ACTIVITY
Find every line in the records below that contains the word "github", and copy each such line.

SOURCE INFORMATION

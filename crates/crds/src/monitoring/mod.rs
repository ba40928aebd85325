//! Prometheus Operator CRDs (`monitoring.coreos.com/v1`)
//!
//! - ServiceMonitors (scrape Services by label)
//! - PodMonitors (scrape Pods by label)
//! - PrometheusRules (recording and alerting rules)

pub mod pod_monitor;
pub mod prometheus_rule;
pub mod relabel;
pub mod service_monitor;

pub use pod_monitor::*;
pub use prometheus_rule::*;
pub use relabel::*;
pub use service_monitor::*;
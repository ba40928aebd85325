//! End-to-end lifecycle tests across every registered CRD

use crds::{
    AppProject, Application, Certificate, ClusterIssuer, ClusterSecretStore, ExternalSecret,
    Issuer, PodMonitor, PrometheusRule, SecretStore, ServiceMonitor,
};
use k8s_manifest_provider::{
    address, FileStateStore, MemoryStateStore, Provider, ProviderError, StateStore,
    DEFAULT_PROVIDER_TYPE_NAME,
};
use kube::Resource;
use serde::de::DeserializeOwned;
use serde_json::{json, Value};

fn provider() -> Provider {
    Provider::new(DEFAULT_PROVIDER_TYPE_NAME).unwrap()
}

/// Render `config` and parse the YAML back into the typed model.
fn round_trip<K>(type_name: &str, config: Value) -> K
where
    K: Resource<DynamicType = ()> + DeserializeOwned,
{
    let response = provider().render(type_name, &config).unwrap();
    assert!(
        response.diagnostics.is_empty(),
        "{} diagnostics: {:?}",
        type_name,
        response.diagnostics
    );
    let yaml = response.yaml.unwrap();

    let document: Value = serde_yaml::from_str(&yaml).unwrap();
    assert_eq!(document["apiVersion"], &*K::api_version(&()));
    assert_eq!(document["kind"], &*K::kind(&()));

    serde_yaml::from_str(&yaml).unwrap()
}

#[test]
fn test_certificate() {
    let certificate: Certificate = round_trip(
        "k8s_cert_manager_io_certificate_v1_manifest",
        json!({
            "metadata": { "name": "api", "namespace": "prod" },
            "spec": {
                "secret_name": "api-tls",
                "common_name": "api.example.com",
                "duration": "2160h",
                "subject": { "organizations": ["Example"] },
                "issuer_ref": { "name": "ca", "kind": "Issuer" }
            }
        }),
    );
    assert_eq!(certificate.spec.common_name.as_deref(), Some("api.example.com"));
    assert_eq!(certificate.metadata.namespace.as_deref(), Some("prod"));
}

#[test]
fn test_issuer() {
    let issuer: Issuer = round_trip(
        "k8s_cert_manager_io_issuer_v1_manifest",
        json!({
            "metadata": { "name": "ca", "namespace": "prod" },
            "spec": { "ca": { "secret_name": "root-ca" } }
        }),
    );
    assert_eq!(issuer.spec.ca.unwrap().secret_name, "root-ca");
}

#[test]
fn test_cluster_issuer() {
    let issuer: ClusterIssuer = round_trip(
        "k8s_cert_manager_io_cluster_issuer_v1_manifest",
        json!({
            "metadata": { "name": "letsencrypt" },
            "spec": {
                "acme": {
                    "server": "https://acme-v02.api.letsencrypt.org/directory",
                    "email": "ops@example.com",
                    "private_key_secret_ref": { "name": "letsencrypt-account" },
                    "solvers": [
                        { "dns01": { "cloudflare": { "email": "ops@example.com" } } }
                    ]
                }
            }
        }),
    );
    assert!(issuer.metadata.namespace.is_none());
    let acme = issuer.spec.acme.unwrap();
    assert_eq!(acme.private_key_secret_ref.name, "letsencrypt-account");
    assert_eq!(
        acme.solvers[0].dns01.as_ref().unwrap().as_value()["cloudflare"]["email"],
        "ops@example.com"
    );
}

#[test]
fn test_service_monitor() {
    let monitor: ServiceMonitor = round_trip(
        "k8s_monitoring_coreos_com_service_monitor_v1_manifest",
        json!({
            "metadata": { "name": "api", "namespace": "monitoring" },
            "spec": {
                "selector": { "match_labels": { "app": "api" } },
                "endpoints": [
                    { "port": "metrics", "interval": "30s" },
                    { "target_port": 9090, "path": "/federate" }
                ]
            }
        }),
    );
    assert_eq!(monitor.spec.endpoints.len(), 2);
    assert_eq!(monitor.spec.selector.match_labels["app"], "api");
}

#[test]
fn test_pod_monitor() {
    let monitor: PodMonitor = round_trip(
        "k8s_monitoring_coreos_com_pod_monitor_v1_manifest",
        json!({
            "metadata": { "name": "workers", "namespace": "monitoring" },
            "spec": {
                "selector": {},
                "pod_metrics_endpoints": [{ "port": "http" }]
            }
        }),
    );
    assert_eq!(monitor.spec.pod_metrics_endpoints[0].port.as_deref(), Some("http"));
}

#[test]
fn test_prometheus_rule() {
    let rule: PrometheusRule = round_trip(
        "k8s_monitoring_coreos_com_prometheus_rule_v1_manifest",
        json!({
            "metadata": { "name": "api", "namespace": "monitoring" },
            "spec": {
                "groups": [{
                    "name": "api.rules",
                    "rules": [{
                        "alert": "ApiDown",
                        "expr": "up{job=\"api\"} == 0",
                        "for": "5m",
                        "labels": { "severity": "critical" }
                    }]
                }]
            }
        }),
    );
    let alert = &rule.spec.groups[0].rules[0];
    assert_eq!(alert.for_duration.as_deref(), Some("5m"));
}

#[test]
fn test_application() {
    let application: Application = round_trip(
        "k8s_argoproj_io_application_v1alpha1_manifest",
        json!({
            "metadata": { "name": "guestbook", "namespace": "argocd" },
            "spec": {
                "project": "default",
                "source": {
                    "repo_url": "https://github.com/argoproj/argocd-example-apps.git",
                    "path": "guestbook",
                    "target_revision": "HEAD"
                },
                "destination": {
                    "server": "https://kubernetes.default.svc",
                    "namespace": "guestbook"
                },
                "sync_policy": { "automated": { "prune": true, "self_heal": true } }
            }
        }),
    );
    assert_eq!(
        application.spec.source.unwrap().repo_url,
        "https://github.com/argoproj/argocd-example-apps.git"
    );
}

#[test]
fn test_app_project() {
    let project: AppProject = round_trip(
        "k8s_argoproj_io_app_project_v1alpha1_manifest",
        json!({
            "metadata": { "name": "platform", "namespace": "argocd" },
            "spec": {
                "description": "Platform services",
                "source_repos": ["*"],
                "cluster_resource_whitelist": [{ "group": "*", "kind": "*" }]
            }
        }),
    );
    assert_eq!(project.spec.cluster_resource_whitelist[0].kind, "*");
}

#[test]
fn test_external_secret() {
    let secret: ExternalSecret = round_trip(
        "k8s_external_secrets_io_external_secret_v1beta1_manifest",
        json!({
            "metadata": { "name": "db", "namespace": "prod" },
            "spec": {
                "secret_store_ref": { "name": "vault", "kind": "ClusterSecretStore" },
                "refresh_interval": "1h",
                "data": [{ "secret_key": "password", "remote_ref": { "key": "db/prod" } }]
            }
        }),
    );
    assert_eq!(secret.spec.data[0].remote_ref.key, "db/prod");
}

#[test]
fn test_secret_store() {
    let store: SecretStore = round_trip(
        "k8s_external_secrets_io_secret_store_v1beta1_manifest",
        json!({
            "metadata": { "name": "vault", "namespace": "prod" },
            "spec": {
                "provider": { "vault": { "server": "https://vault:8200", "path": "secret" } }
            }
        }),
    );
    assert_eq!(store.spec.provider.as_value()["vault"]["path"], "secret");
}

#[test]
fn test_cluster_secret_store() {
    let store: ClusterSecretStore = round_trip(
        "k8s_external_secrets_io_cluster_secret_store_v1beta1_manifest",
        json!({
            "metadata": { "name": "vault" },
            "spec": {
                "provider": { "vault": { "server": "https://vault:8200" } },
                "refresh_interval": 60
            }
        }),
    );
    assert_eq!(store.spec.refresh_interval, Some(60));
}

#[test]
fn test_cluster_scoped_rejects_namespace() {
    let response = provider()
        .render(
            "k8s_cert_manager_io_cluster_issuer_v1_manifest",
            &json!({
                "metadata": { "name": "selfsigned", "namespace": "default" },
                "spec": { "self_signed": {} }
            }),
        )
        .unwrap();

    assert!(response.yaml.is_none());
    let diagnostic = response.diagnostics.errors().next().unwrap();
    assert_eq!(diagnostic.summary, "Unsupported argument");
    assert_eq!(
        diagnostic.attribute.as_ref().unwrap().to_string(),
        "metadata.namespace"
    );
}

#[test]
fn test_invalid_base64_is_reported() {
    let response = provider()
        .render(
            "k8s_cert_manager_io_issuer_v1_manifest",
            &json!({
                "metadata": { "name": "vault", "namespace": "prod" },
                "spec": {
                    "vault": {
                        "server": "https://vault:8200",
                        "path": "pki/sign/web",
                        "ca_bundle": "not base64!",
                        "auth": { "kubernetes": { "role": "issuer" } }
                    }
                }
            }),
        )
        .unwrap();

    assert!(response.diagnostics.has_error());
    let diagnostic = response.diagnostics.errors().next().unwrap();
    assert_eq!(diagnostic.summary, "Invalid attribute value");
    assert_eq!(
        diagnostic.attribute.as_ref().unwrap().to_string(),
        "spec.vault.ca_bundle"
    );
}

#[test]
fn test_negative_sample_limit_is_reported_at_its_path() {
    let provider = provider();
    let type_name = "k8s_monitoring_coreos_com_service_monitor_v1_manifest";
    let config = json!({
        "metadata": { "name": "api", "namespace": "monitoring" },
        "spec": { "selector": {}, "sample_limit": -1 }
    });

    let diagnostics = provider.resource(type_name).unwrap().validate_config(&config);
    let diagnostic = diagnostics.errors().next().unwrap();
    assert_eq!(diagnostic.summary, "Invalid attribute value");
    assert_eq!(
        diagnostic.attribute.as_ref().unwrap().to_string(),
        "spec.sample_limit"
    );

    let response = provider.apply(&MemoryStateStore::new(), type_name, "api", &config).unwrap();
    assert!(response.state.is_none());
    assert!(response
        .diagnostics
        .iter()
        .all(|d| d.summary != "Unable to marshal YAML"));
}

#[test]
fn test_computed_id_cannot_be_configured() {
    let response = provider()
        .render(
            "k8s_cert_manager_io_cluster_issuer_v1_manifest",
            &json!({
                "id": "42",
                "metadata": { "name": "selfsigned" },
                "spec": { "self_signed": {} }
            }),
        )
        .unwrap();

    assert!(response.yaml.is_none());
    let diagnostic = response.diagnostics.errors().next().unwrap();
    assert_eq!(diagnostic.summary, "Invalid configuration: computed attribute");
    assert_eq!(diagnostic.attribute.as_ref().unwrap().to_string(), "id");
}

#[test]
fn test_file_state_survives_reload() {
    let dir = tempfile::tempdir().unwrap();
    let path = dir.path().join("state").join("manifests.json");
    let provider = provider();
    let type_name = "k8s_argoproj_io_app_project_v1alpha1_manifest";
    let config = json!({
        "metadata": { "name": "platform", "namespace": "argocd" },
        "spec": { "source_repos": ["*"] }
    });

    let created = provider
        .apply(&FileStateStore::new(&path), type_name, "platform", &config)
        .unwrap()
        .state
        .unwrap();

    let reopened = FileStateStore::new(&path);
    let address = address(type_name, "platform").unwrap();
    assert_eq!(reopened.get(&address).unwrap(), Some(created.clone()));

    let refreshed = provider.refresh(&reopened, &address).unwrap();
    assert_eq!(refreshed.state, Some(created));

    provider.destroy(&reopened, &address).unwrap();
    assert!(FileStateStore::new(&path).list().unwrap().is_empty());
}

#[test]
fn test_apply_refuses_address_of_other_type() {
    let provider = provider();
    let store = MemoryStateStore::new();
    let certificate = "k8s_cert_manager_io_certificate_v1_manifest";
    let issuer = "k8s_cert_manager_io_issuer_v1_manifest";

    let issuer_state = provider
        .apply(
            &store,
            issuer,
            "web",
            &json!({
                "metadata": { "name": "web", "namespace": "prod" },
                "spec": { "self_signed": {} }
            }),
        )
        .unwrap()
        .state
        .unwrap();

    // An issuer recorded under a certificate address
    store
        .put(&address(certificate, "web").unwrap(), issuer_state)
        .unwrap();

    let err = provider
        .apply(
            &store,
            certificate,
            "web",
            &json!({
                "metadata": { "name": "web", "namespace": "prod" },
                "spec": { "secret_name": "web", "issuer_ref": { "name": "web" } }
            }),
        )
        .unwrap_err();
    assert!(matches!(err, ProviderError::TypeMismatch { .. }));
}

ANSWER SECTION
                    "repo_url": "https://github.com/argoproj/argocd-example-apps.git",
        "https://github.com/argoproj/argocd-example-apps.git"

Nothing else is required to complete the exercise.